The March Slice of Life Challenge is hosted by Two Writing Teachers .
Celebrate with Ruth Ayres @ ruth ayres writes …. because, we need to celebrate moments in our lives every chance we get!
In the short story “Eleven” by Sandra Cisneros, the main character Rachel reflects upon the notion that even though one turns a new age on one’s birthday, bits and pieces of our old ages remain with us – so, we may turn eleven, or thirty eight, or whatever – but ten year old you, the twenty year old you, is still very much there: you are the sum of your experiences, after all. We read this story every year in my class (it’s such a wonderful sixth grade story!), and discuss it extensively. But, I think I understand it best whenever I celebrate the birthday of one of my children.
Today is my youngest’s birthday. She turns 19, which is hard to believe – the years seem to have flashed by so fast. Last night, her brother and sister took the train in from New York City to help us celebrate the way we always have: the birthday child’s favorite meal, cake, presents. The kitchen was a loud and messy place for most of the evening, as we wove in and out of each others’ paths, cooking, stirring, mixing, baking, and sharing the latest news in each others’ lives. The birthday girl decided to take on the task of baking the cake – she is our resident baker-in-chief, after all. And, as I watched her measure and mix and get things “just so”, I saw the little Olivia, learning how to bake for the first time. Standing on her booster seat, the mixing bowl about as big as she was, I could picture the way she held tightly to the wooden spoon and stirred with great determination, her brows knit in concentration, her lips pursed. She had the same expression last night, and even the way she organized her task was the same as in years past – ingredients arrayed in order, and everything measured and ready at the start.

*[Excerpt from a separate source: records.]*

//! Configuration loading and management.
//!
//! A pipeline is described by a [`PipelineConfig`]: engine tuning plus the
//! plugin name and settings for every stage. It can be loaded from TOML, YAML or
//! JSON, discovered as `textpipe.toml` in the working directory hierarchy, or
//! exported from a live [`crate::core::pipeline::Pipeline`].
//!
//! ```toml
//! [engine]
//! max_threads = 8
//! ordering = "input"
//! fail_fast = false
//!
//! [input]
//! plugin = "directory-input"
//! settings = { location = "corpus", extension = "txt" }
//!
//! [[linear]]
//! plugin = "word-count"
//!
//! [output]
//! plugin = "csv-output"
//! settings = { location = "results.csv", mode = "truncate" }
//! ```

use crate::types::{OutputOrdering, Settings};
use crate::{Result, TextpipeError};
use serde::{Deserialize, Serialize};
use std::path::Path;

/// Name of the configuration file searched by [`PipelineConfig::discover`].
pub const CONFIG_FILE_NAME: &str = "textpipe.toml";

/// Engine execution settings.
#[derive(Debug, Clone, PartialEq, Eq, Serialize, Deserialize)]
pub struct EngineConfig {
    /// Global worker-thread budget (None = number of CPUs).
    #[serde(default, skip_serializing_if = "Option::is_none")]
    pub max_threads: Option<usize>,

    /// Output ordering policy.
    #[serde(default)]
    pub ordering: OutputOrdering,

    /// Abort the whole run on the first per-item failure.
    #[serde(default)]
    pub fail_fast: bool,

    /// How many enumerated items may wait for a free lane, and how many
    /// finished items the input-order writer may hold back (None = thread budget).
    #[serde(default, skip_serializing_if = "Option::is_none")]
    pub channel_capacity: Option<usize>,
}

impl Default for EngineConfig {
    fn default() -> Self {
        Self {
            max_threads: None,
            ordering: OutputOrdering::Input,
            fail_fast: false,
            channel_capacity: None,
        }
    }
}

impl EngineConfig {
    /// Effective thread budget.
    pub fn thread_budget(&self) -> usize {
        self.max_threads.unwrap_or_else(num_cpus::get).max(1)
    }

    /// Effective enumeration look-ahead.
    pub fn look_ahead(&self) -> usize {
        self.channel_capacity.unwrap_or_else(|| self.thread_budget()).max(1)
    }

    pub fn validate(&self) -> Result<()> {
        if self.max_threads == Some(0) {
            return Err(TextpipeError::pipeline_configuration("max_threads must be at least 1"));
        }
        if self.channel_capacity == Some(0) {
            return Err(TextpipeError::pipeline_configuration("channel_capacity must be at least 1"));
        }
        Ok(())
    }
}

/// One stage: which plugin, with which settings.
#[derive(Debug, Clone, PartialEq, Eq, Serialize, Deserialize)]
pub struct StageConfig {
    /// Registered plugin name.
    pub plugin: String,

    #[serde(default)]
    pub settings: Settings,
}

impl StageConfig {
    pub fn new(plugin: impl Into<String>) -> Self {
        Self {
            plugin: plugin.into(),
            settings: Settings::new(),
        }
    }

    /// Builder-style settings entry.
    pub fn with(mut self, key: impl Into<String>, value: impl Into<String>) -> Self {
        self.settings.insert(key.into(), value.into());
        self
    }
}

/// A complete pipeline description.
#[derive(Debug, Clone, PartialEq, Eq, Serialize, Deserialize)]
pub struct PipelineConfig {
    #[serde(default)]
    pub engine: EngineConfig,

    pub input: StageConfig,

    #[serde(default)]
    pub linear: Vec<StageConfig>,

    pub output: StageConfig,
}

impl PipelineConfig {
    /// Load configuration from a TOML file.
    ///
    /// # Errors
    ///
    /// Returns `TextpipeError::Validation` if the file can't be read or is invalid TOML.
    pub fn from_toml_file(path: impl AsRef<Path>) -> Result<Self> {
        let content = read_config(path.as_ref())?;
        Self::from_toml_str(&content)
            .map_err(|e| TextpipeError::validation(format!("Invalid TOML in {}: {}", path.as_ref().display(), e)))
    }

    /// Load configuration from a YAML file.
    pub fn from_yaml_file(path: impl AsRef<Path>) -> Result<Self> {
        let content = read_config(path.as_ref())?;
        serde_yaml_ng::from_str(&content)
            .map_err(|e| TextpipeError::validation(format!("Invalid YAML in {}: {}", path.as_ref().display(), e)))
    }

    /// Load configuration from a JSON file.
    pub fn from_json_file(path: impl AsRef<Path>) -> Result<Self> {
        let content = read_config(path.as_ref())?;
        serde_json::from_str(&content)
            .map_err(|e| TextpipeError::validation(format!("Invalid JSON in {}: {}", path.as_ref().display(), e)))
    }

    /// Load configuration choosing the format from the file extension.
    pub fn from_file(path: impl AsRef<Path>) -> Result<Self> {
        let path = path.as_ref();
        match path.extension().and_then(|e| e.to_str()).map(str::to_ascii_lowercase).as_deref() {
            Some("toml") => Self::from_toml_file(path),
            Some("yaml") | Some("yml") => Self::from_yaml_file(path),
            Some("json") => Self::from_json_file(path),
            _ => Err(TextpipeError::validation(format!(
                "Unsupported config format for {} (expected .toml, .yaml, .yml or .json)",
                path.display()
            ))),
        }
    }

    /// Parse TOML text.
    pub fn from_toml_str(content: &str) -> std::result::Result<Self, toml::de::Error> {
        toml::from_str(content)
    }

    /// Serialize to TOML text.
    pub fn to_toml_string(&self) -> Result<String> {
        Ok(toml::to_string_pretty(self)?)
    }

    /// Discover `textpipe.toml` in the current directory or any parent.
    ///
    /// # Returns
    ///
    /// - `Some(config)` if found
    /// - `None` if no config file found
    pub fn discover() -> Result<Option<Self>> {
        let mut current = std::env::current_dir().map_err(TextpipeError::Io)?;

        loop {
            let candidate = current.join(CONFIG_FILE_NAME);
            if candidate.exists() {
                return Ok(Some(Self::from_toml_file(candidate)?));
            }

            if let Some(parent) = current.parent() {
                current = parent.to_path_buf();
            } else {
                break;
            }
        }

        Ok(None)
    }
}

fn read_config(path: &Path) -> Result<String> {
    std::fs::read_to_string(path)
        .map_err(|e| TextpipeError::validation(format!("Failed to read config file {}: {}", path.display(), e)))
}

At the dinner table, sitting right next to me, I saw flashes of Olivia’s past ages, too. The time she refused to sit on her booster seat anymore, the “I am a big girl now” era, and made her way through dinner with her chin defiantly resting on the table, which she was just able to reach. I remembered the first tries with mastering the fork and knife combination, with bits of food flying off the table as she tried valiantly to get her eating utensils to do the job they were supposedly designed to do.
And, when the cake finally made its appearance, all aglow with 19 candles, Olivia’s face shone with all the delight it had at her very first birthday. Her “Smith smile”, inherited from her father and grandfather, just as wide and gloriously happy as that first birthday smile. She puffed up her cheeks with the same glee, delighted as always that she managed to get them all out in one go, or, as four year old Olivia would have said: “I huffed and I puffed and I blew them all out!”
The cake was lovely, the evening was special – and we got to celebrate our 19 year old of today, and remember all the years before.